(Beginning of Data section)

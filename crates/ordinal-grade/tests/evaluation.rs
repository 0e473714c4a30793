//! Training-side pipeline: encode, score, decode in batch, evaluate.

use std::fs;
use std::process::Command;

use approx::assert_abs_diff_eq;
use ndarray::{array, Array2};
use rand::prelude::*;

use ordinal_grade::inference::OrdinalDecoder;
use ordinal_grade::model::GradingConfig;
use ordinal_grade::training::{
    encode_ordinal_batch, ordinal_loss, Evaluator, GradsTuple, ObjectiveFn, OrdinalLoss,
};
use ordinal_grade::{run_with_threads, Parallelism};

/// Noisy but mostly rank-consistent scores around each label's encoding.
fn synthetic_scores(labels: &[usize], num_classes: usize, seed: u64) -> Array2<f32> {
    let mut rng = StdRng::seed_from_u64(seed);
    let encoded = encode_ordinal_batch(labels, num_classes).unwrap();
    encoded.mapv(|bit| {
        let noise = rng.gen::<f32>() * 0.3;
        if bit > 0.5 { 0.95 - noise } else { 0.05 + noise }
    })
}

#[test]
fn loss_falls_as_predictions_approach_labels() {
    let labels = [0, 1, 2, 3, 4];
    let target = encode_ordinal_batch(&labels, 5).unwrap();
    let uniform = Array2::from_elem((5, 4), 0.5f32);
    let sharp = target.mapv(|bit| if bit > 0.5 { 0.99 } else { 0.01 });

    let at_uniform = ordinal_loss(uniform.view(), &labels, 5).unwrap();
    let at_sharp = ordinal_loss(sharp.view(), &labels, 5).unwrap();
    assert_abs_diff_eq!(at_uniform, std::f64::consts::LN_2, epsilon = 1e-6);
    assert!(at_sharp < 0.02);
}

#[test]
fn gradient_step_reduces_loss() {
    let labels = [1, 3];
    let logits = array![[0.0f32, 0.0, 0.0, 0.0], [0.0, 0.0, 0.0, 0.0]];
    let sigmoid = |z: f32| 1.0 / (1.0 + (-z).exp());
    let objective = OrdinalLoss::new(5);

    let preds = logits.mapv(sigmoid);
    let before = objective.loss(preds.view(), &labels).unwrap();

    let mut grad_hess = Array2::<GradsTuple>::default(preds.dim());
    objective
        .compute_gradients_into(preds.view(), &labels, grad_hess.view_mut())
        .unwrap();

    // One Newton step per logit
    let stepped = ndarray::Zip::from(&logits)
        .and(&grad_hess)
        .map_collect(|&z, gh| z - gh.grad / gh.hess);
    let after = objective.loss(stepped.mapv(sigmoid).view(), &labels).unwrap();
    assert!(after < before, "{after} >= {before}");
}

#[test]
fn batch_decode_and_evaluate() {
    let labels: Vec<usize> = (0..200).map(|i| i % 5).collect();
    let scores = synthetic_scores(&labels, 5, 42);
    let config = GradingConfig::builder().n_threads(2).build().unwrap();
    let decoder = OrdinalDecoder::from(&config);

    let predictions = run_with_threads(config.n_threads, |parallelism| {
        decoder.decode_batch(scores.view(), parallelism)
    })
    .unwrap();
    let sequential = decoder.decode_batch(scores.view(), Parallelism::Sequential).unwrap();
    assert_eq!(predictions, sequential);

    // Noise never crosses 0.5, so every grade is recovered
    let report = Evaluator::new(5).evaluate_predictions(&predictions, &labels).unwrap();
    assert_eq!(report.n_samples, 200);
    assert_eq!(report.get("accuracy"), Some(1.0));
    assert_eq!(report.get("qwk"), Some(1.0));
    assert_eq!(report.get("mae"), Some(0.0));
    assert_eq!(report.get("macro_f1"), Some(1.0));
}

#[test]
fn report_serializes_confusion_rows() {
    let report = Evaluator::new(3).evaluate(&[0, 1, 2, 2], &[0, 1, 1, 2]).unwrap();
    let value = serde_json::to_value(&report).unwrap();
    assert_eq!(value["confusion_matrix"], serde_json::json!([[1, 0, 0], [0, 1, 1], [0, 0, 1]]));
    assert_eq!(value["metrics"][0]["name"], "accuracy");
}

#[test]
fn cli_writes_report_and_predictions() {
    let dir = tempfile::tempdir().unwrap();
    let input = dir.path().join("scores.json");
    let report = dir.path().join("report.json");
    let predictions = dir.path().join("predictions.json");
    fs::write(
        &input,
        r#"{"scores": [[0.9, 0.8, 0.3, 0.1], [0.2, 0.1, 0.0, 0.0], [0.99, 0.95, 0.9, 0.7]], "labels": [2, 0, 3]}"#,
    )
    .unwrap();

    let output = Command::new(env!("CARGO_BIN_EXE_ordinal-eval"))
        .arg(&input)
        .arg("--report")
        .arg(&report)
        .arg("--predictions")
        .arg(&predictions)
        .arg("--threads")
        .arg("1")
        .output()
        .unwrap();
    assert!(output.status.success(), "{}", String::from_utf8_lossy(&output.stderr));

    let stdout = String::from_utf8_lossy(&output.stdout);
    assert!(stdout.contains("P(grade > 0) = 0.9000"));
    assert!(stdout.contains("accuracy: 0.6667"));

    let report: serde_json::Value = serde_json::from_str(&fs::read_to_string(&report).unwrap()).unwrap();
    assert_eq!(report["n_samples"], 3);

    let records: serde_json::Value =
        serde_json::from_str(&fs::read_to_string(&predictions).unwrap()).unwrap();
    assert_eq!(records[2]["predicted_label"], 4);
    assert_eq!(records[2]["true_label"], 3);
    assert_eq!(records[0]["severity"], "Mild");
}

#[test]
fn cli_rejects_wrong_threshold_count() {
    let dir = tempfile::tempdir().unwrap();
    let input = dir.path().join("scores.json");
    fs::write(&input, r#"{"scores": [[0.9, 0.8, 0.3]]}"#).unwrap();

    let output = Command::new(env!("CARGO_BIN_EXE_ordinal-eval"))
        .arg(&input)
        .output()
        .unwrap();
    assert!(!output.status.success());
}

(End of Data section)

Aim of the exercise -
Reproduce each line in the listing above that mentions the string "OrdinalLoss".

Exercise response -
    encode_ordinal_batch, ordinal_loss, Evaluator, GradsTuple, ObjectiveFn, OrdinalLoss,
    let objective = OrdinalLoss::new(5);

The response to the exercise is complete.